According to Piaget, an action schemata - in this case, the sucking scheme - is not a matter of any particular instance of sucking activity. The action schemata encompasses the stable elements that persist across a wide variety of sucking activities. In a sense, these stable elements define or characterize, the fundamental components which all sucking activities have in common, their individual differences notwithstanding.

The next step up the developmental ladder occurs when primary circular reactions begin to emerge. These represent systematic co-ordinations of different action schemata or behavioral patterns into a unified whole.

At first, of course, the co-ordinations are very rough. Subsequently, however, they become refined and the integration of action patterns is mastered by the individual.

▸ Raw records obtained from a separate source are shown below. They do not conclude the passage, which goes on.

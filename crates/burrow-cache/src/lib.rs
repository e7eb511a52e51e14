//! Cache backends for the resolver.
//!
//! Pick [`NoopCache`] to run against the store alone, [`MokaUrlCache`] for a
//! single node, [`RedisUrlCache`] to share entries between nodes, or stack
//! two of them with [`LayeredCache`].

pub mod layered;
pub mod moka;
pub mod noop;
pub mod redis;

pub use burrow_core::cache::{Result, UrlCache};
pub use burrow_core::CacheError;
pub use self::layered::LayeredCache;
pub use self::moka::{MokaSettings, MokaUrlCache};
pub use self::noop::NoopCache;
pub use self::redis::RedisUrlCache;
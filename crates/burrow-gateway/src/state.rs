use std::sync::Arc;

use burrow_core::ShortCode;
use burrow_resolver::{Admission, Resolver};

#[derive(Clone)]
pub struct AppState {
    resolver: Arc<dyn Resolver>,
    public_base_url: String,
    admission: Option<Admission>,
}

impl AppState {
    pub fn new(resolver: Arc<dyn Resolver>, public_base_url: impl Into<String>) -> Self {
        Self {
            resolver,
            public_base_url: public_base_url.into(),
            admission: None,
        }
    }

    /// Admits every URL request before its body or path is parsed.
    pub fn with_admission(mut self, admission: Admission) -> Self {
        self.admission = Some(admission);
        self
    }

    pub fn admission(&self) -> Option<&Admission> {
        self.admission.as_ref()
    }

    pub fn resolver(&self) -> &dyn Resolver {
        self.resolver.as_ref()
    }

    /// The public address of `code`, e.g. `http://localhost:8080/abc123`.
    pub fn short_url(&self, code: &ShortCode) -> String {
        code.to_url(&self.public_base_url)
    }
}
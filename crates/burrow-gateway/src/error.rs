use axum::extract::rejection::JsonRejection;
use axum::http::StatusCode;
use axum::response::{IntoResponse, Response};
use axum::Json;
use burrow_core::CoreError;
use burrow_resolver::ServiceError;
use serde_json::json;
use thiserror::Error;
use tracing::{error, warn};

pub type Result<T> = std::result::Result<T, AppError>;

#[derive(Debug, Error)]
pub enum AppError {
    #[error(transparent)]
    Service(#[from] ServiceError),
    #[error(transparent)]
    InvalidShortCode(#[from] CoreError),
    #[error("malformed request body: {0}")]
    MalformedBody(#[from] JsonRejection),
}

impl AppError {
    pub fn status(&self) -> StatusCode {
        match self {
            AppError::Service(ServiceError::InvalidInput(_)) => StatusCode::BAD_REQUEST,
            AppError::Service(ServiceError::NotFound(_)) => StatusCode::NOT_FOUND,
            AppError::Service(
                ServiceError::StoreUnavailable(_)
                | ServiceError::IdSpaceExhausted { .. }
                | ServiceError::AdmissionCancelled,
            ) => StatusCode::INTERNAL_SERVER_ERROR,
            AppError::InvalidShortCode(_) | AppError::MalformedBody(_) => StatusCode::BAD_REQUEST,
        }
    }
}

impl IntoResponse for AppError {
    fn into_response(self) -> Response {
        let status = self.status();
        let message = if status.is_server_error() {
            error!(error = %self, "Request failed");
            "internal server error".to_string()
        } else {
            warn!(status = %status, error = %self, "Request rejected");
            self.to_string()
        };

        (status, Json(json!({ "error": message }))).into_response()
    }
}
use async_trait::async_trait;
use burrow_core::cache::{Result, UrlCache};
use burrow_core::{ShortCode, UrlRecord};
use std::time::Duration;

/// Stand-in used when caching is turned off: every fetch misses and every
/// write is dropped.
#[derive(Debug, Clone, Copy, Default)]
pub struct NoopCache;

#[async_trait]
impl UrlCache for NoopCache {
    async fn fetch(&self, _code: &ShortCode) -> Result<Option<UrlRecord>> {
        Ok(None)
    }

    async fn store(
        &self,
        _code: &ShortCode,
        _record: &UrlRecord,
        _ttl: Option<Duration>,
    ) -> Result<()> {
        Ok(())
    }

    async fn evict(&self, _code: &ShortCode) -> Result<()> {
        Ok(())
    }
}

Primary circular reactions are supplemented by secondary circular reactions. In this latter kind of activity, the infant begins to use (although not necessarily in any self-conscious or intentionally purposeful way) the structures generated through primary circular reactions. These structures are used to probe various aspects of the environment.

Over time, the results and consequences of such probing activity begin to register with the child. Thus, secondary circular reactions build up a sort of action-schemata-network which is made up of: (a) primary circular reactions, (b) the use of circular reactions as probes in relation to experience, and (c) a gradual awareness of the results ensuing from such probing.

Tertiary circular reactions tend to arise in contexts in which the individual is exploring aspects of experience that are not easily assimilable, if at all, to already established action schemata that usually deal with, or handle, similar situations. For example, activity of the individual which is directed toward finding a way of resolving problems involving existing action-schemata tend to be subsumed under the heading of tertiary circular reactions.